Twenty-hour blackouts shouldn’t coexist with rapid renewable energy expansion, yet Cuba proves necessity creates the most unlikely transformations. While 10 million Cubans burn wood for cooking during endless power outages, the island simultaneously deployed one of the planet’s fastest solar transitions—tripling renewable capacity from 5.8% to over 20% in just twelve months.
China Steps In Where Oil Once Flowed
Strategic partnership replaces Venezuela’s severed fuel lifeline with unprecedented solar deployment.
Chinese solar panel imports exploded from $3 million in 2023 to $117 million in 2025—a nearly 40-fold surge that signals desperation meeting opportunity. Cuba has connected 49 solar parks to its national grid, targeting 92 installations by 2028 for 2 gigawatts of capacity. This isn’t just equipment sales; China supplied thousands of home solar kits and technical expertise for a comprehensive energy overhaul.
Dave Jones of Ember energy analytics calls it “one of the most rapid solar revolutions anywhere,” outpacing even U.S. deployment rates. The partnership extends beyond utility-scale installations to distributed systems for critical facilities like hospitals and emergency rooms.
Revolutionary Numbers, Unchanged Daily Reality
Impressive renewable statistics mask worsening blackouts and systemic infrastructure collapse.
The paradox stings: solar capacity surges while power reliability plummets. Ricardo Torres, a Cuban economist, notes that asking average Cubans about solar benefits yields a likely answer of “no… because the blackouts are now worse than they were a year ago.” Cuba’s aging thermal plants fail faster than renewables can compensate, creating cruel math where clean energy progress accompanies deteriorating living conditions. Storage deficiencies mean solar power vanishes with sunset, leaving evening peaks unmet.
Energy Sovereignty Through Geopolitical Chess
Cuba’s renewable pivot reshapes Latin American energy politics while reducing U.S. leverage.
Kevin Cashman of the Transition Security Project frames this transition as removing “the main external lever of U.S. coercion”—fuel import dependency.

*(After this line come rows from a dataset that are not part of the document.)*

use super::preprocess::Preprocessor;
use super::types::{Matte, SegmentationModel};
use anyhow::{Context, Result};
use image::RgbImage;
use ndarray::{arr1, Array1, Array4, Ix4};
use ort::session::builder::GraphOptimizationLevel;
use ort::session::Session;
use std::path::Path;

/// Robust Video Matting person segmentation.
///
/// The network is recurrent: four hidden states are fed back on every frame,
/// which keeps the matte stable from one frame to the next.
pub struct RobustVideoMatting {
    session: Session,
    preprocessor: Preprocessor,
    width: u32,
    height: u32,
    downsample_ratio: Array1<f32>,
    recurrent: Option<[Array4<f32>; 4]>,
}

impl RobustVideoMatting {
    /// Load an RVM ONNX export, run at 512x288 with hidden states at 1/4 scale.
    pub fn new<P: AsRef<Path>>(model_path: P) -> Result<Self> {
        let path = model_path.as_ref();

        tracing::info!("Loading RVM model from {}", path.display());

        let session = Session::builder()?
            .with_optimization_level(GraphOptimizationLevel::Level3)?
            .with_intra_threads(4)?
            .commit_from_file(path)
            .with_context(|| format!("Failed to load model from {}", path.display()))?;

        tracing::info!(
            "RVM model loaded ({} inputs, {} outputs)",
            session.inputs.len(),
            session.outputs.len()
        );

        let (width, height) = (512, 288);

        Ok(Self {
            session,
            preprocessor: Preprocessor::new(width, height),
            width,
            height,
            downsample_ratio: arr1(&[0.25]),
            recurrent: None,
        })
    }

    /// The exported graph sizes its own hidden states; a 1x1x1x1 zero seeds them.
    fn initial_states() -> [Array4<f32>; 4] {
        std::array::from_fn(|_| Array4::zeros((1, 1, 1, 1)))
    }
}

impl SegmentationModel for RobustVideoMatting {
    fn segment(&mut self, frame: &RgbImage) -> Result<Matte> {
        let _span = tracing::debug_span!("rvm_segment").entered();

        let input = self.preprocessor.to_tensor(frame);
        let [r1, r2, r3, r4] = self.recurrent.take().unwrap_or_else(Self::initial_states);

        // Inputs: src, r1i..r4i, downsample_ratio.
        // Outputs: fgr, pha, r1o..r4o.
        let outputs = {
            let _infer_span = tracing::debug_span!("inference").entered();
            self.session
                .run(ort::inputs![
                    input.view(),
                    r1.view(),
                    r2.view(),
                    r3.view(),
                    r4.view(),
                    self.downsample_ratio.view()
                ]?)
                .context("Failed to run inference")?
        };

        let alpha = outputs[1].try_extract_tensor::<f32>()?;
        let (frame_width, frame_height) = frame.dimensions();
        let matte = Preprocessor::alpha_to_matte(alpha, frame_width, frame_height);

        let mut next = Vec::with_capacity(4);
        for index in 2..6 {
            let state = outputs[index]
                .try_extract_tensor::<f32>()?
                .to_owned()
                .into_dimensionality::<Ix4>()
                .with_context(|| format!("Recurrent output {} is not 4-D", index))?;
            next.push(state);
        }
        self.recurrent = next.try_into().ok();

        Ok(matte)
    }

    fn reset_state(&mut self) {
        tracing::debug!("Resetting RVM recurrent state");
        self.recurrent = None;
    }

    fn input_size(&self) -> (u32, u32) {
        (self.width, self.height)
    }
}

China’s renewable partnership builds “goodwill with the rest of Latin America,” according to University of Texas energy expert Jorge Piñon, expanding Beijing’s influence through technological aid rather than traditional diplomacy. Cuba’s forced march toward energy independence signals other resource-constrained nations that renewables offer geopolitical insurance, regardless of immediate reliability gains.
This Caribbean laboratory demonstrates that energy crises accelerate transitions impossible under normal circumstances—even when residents see few immediate benefits from their nation’s renewable revolution.